## AIM OF THE EXERCISE:
Print the whole listing, keeping every line exactly as given.

## PROVIDED ENTRIES:
┌──

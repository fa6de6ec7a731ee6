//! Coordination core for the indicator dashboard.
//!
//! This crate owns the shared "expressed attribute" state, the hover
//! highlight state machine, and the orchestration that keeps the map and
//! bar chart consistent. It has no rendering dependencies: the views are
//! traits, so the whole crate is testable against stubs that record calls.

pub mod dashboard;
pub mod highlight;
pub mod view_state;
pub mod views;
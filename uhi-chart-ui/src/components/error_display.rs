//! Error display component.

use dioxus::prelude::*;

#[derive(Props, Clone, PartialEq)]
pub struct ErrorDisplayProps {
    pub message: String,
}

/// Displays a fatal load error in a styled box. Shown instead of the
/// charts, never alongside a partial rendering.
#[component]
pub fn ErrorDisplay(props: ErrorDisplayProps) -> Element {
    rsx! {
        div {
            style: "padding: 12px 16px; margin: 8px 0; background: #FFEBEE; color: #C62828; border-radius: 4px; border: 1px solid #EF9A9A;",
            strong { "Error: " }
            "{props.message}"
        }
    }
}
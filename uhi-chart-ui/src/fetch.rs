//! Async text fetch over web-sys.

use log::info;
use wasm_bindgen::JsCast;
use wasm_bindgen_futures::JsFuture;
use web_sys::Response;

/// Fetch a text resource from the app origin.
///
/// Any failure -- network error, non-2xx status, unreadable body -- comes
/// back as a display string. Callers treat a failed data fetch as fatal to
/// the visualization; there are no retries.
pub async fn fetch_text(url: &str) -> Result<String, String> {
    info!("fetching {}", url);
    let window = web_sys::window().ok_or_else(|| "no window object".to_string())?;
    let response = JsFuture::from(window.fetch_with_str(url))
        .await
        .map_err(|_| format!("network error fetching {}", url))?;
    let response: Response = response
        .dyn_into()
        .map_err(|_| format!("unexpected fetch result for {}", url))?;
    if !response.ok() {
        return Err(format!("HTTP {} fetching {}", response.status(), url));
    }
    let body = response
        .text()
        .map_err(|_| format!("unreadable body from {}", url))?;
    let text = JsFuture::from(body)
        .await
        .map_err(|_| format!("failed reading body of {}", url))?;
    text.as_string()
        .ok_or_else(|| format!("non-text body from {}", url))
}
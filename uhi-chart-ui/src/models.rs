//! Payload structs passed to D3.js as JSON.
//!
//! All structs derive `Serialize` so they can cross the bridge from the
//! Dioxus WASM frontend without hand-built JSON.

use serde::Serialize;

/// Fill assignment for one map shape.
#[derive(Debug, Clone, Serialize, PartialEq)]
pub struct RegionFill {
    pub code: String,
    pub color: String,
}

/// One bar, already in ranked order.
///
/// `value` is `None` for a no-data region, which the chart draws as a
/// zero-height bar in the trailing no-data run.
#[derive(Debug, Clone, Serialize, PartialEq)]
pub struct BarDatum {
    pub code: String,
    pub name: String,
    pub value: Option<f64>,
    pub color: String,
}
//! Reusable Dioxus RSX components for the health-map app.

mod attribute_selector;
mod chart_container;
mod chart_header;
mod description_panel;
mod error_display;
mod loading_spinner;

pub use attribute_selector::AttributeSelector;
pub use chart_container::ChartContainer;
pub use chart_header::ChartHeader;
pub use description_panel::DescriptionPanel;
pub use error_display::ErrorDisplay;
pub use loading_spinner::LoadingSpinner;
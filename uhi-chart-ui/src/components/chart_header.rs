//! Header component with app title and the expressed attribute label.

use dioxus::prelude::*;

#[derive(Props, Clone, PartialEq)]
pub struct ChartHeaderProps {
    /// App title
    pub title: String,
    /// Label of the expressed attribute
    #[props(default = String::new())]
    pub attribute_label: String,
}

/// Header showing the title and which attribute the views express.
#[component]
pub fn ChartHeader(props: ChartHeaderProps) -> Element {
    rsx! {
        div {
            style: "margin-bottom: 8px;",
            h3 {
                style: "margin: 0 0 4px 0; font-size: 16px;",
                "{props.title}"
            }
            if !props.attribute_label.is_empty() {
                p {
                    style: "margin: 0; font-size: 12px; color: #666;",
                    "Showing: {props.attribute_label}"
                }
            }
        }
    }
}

└──

## RESPONSE TO THE EXERCISE:
repository fa6de6ec7a731ee6
//! Coordination core for the indicator dashboard.
//!
//! This crate owns the shared "expressed attribute" state, the hover
//! highlight state machine, and the orchestration that keeps the map and
//! bar chart consistent. It has no rendering dependencies: the views are
//! traits, so the whole crate is testable against stubs that record calls.

pub mod dashboard;
pub mod highlight;
pub mod view_state;
pub mod views;
filename uhi-chart-ui/src/components/error_display.rs
//! Error display component.

use dioxus::prelude::*;

#[derive(Props, Clone, PartialEq)]
pub struct ErrorDisplayProps {
    pub message: String,
}

/// Displays a fatal load error in a styled box. Shown instead of the
/// charts, never alongside a partial rendering.
#[component]
pub fn ErrorDisplay(props: ErrorDisplayProps) -> Element {
    rsx! {
        div {
            style: "padding: 12px 16px; margin: 8px 0; background: #FFEBEE; color: #C62828; border-radius: 4px; border: 1px solid #EF9A9A;",
            strong { "Error: " }
            "{props.message}"
        }
    }
}
filename uhi-chart-ui/src/fetch.rs
//! Async text fetch over web-sys.

use log::info;
use wasm_bindgen::JsCast;
use wasm_bindgen_futures::JsFuture;
use web_sys::Response;

/// Fetch a text resource from the app origin.
///
/// Any failure -- network error, non-2xx status, unreadable body -- comes
/// back as a display string. Callers treat a failed data fetch as fatal to
/// the visualization; there are no retries.
pub async fn fetch_text(url: &str) -> Result<String, String> {
    info!("fetching {}", url);
    let window = web_sys::window().ok_or_else(|| "no window object".to_string())?;
    let response = JsFuture::from(window.fetch_with_str(url))
        .await
        .map_err(|_| format!("network error fetching {}", url))?;
    let response: Response = response
        .dyn_into()
        .map_err(|_| format!("unexpected fetch result for {}", url))?;
    if !response.ok() {
        return Err(format!("HTTP {} fetching {}", response.status(), url));
    }
    let body = response
        .text()
        .map_err(|_| format!("unreadable body from {}", url))?;
    let text = JsFuture::from(body)
        .await
        .map_err(|_| format!("failed reading body of {}", url))?;
    text.as_string()
        .ok_or_else(|| format!("non-text body from {}", url))
}
filename uhi-chart-ui/src/models.rs
//! Payload structs passed to D3.js as JSON.
//!
//! All structs derive `Serialize` so they can cross the bridge from the
//! Dioxus WASM frontend without hand-built JSON.

use serde::Serialize;

/// Fill assignment for one map shape.
#[derive(Debug, Clone, Serialize, PartialEq)]
pub struct RegionFill {
    pub code: String,
    pub color: String,
}

/// One bar, already in ranked order.
///
/// `value` is `None` for a no-data region, which the chart draws as a
/// zero-height bar in the trailing no-data run.
#[derive(Debug, Clone, Serialize, PartialEq)]
pub struct BarDatum {
    pub code: String,
    pub name: String,
    pub value: Option<f64>,
    pub color: String,
}
//! Reusable Dioxus RSX components for the health-map app.

mod attribute_selector;
mod chart_container;
mod chart_header;
mod description_panel;
mod error_display;
mod loading_spinner;

pub use attribute_selector::AttributeSelector;
pub use chart_container::ChartContainer;
pub use chart_header::ChartHeader;
pub use description_panel::DescriptionPanel;
pub use error_display::ErrorDisplay;
pub use loading_spinner::LoadingSpinner;
filename uhi-chart-ui/src/components/chart_header.rs
//! Header component with app title and the expressed attribute label.

use dioxus::prelude::*;

#[derive(Props, Clone, PartialEq)]
pub struct ChartHeaderProps {
    /// App title
    pub title: String,
    /// Label of the expressed attribute
    #[props(default = String::new())]
    pub attribute_label: String,
}

/// Header showing the title and which attribute the views express.
#[component]
pub fn ChartHeader(props: ChartHeaderProps) -> Element {
    rsx! {
        div {
            style: "margin-bottom: 8px;",
            h3 {
                style: "margin: 0 0 4px 0; font-size: 16px;",
                "{props.title}"
            }
            if !props.attribute_label.is_empty() {
                p {
                    style: "margin: 0; font-size: 12px; color: #666;",
                    "Showing: {props.attribute_label}"
                }
            }
        }
    }
}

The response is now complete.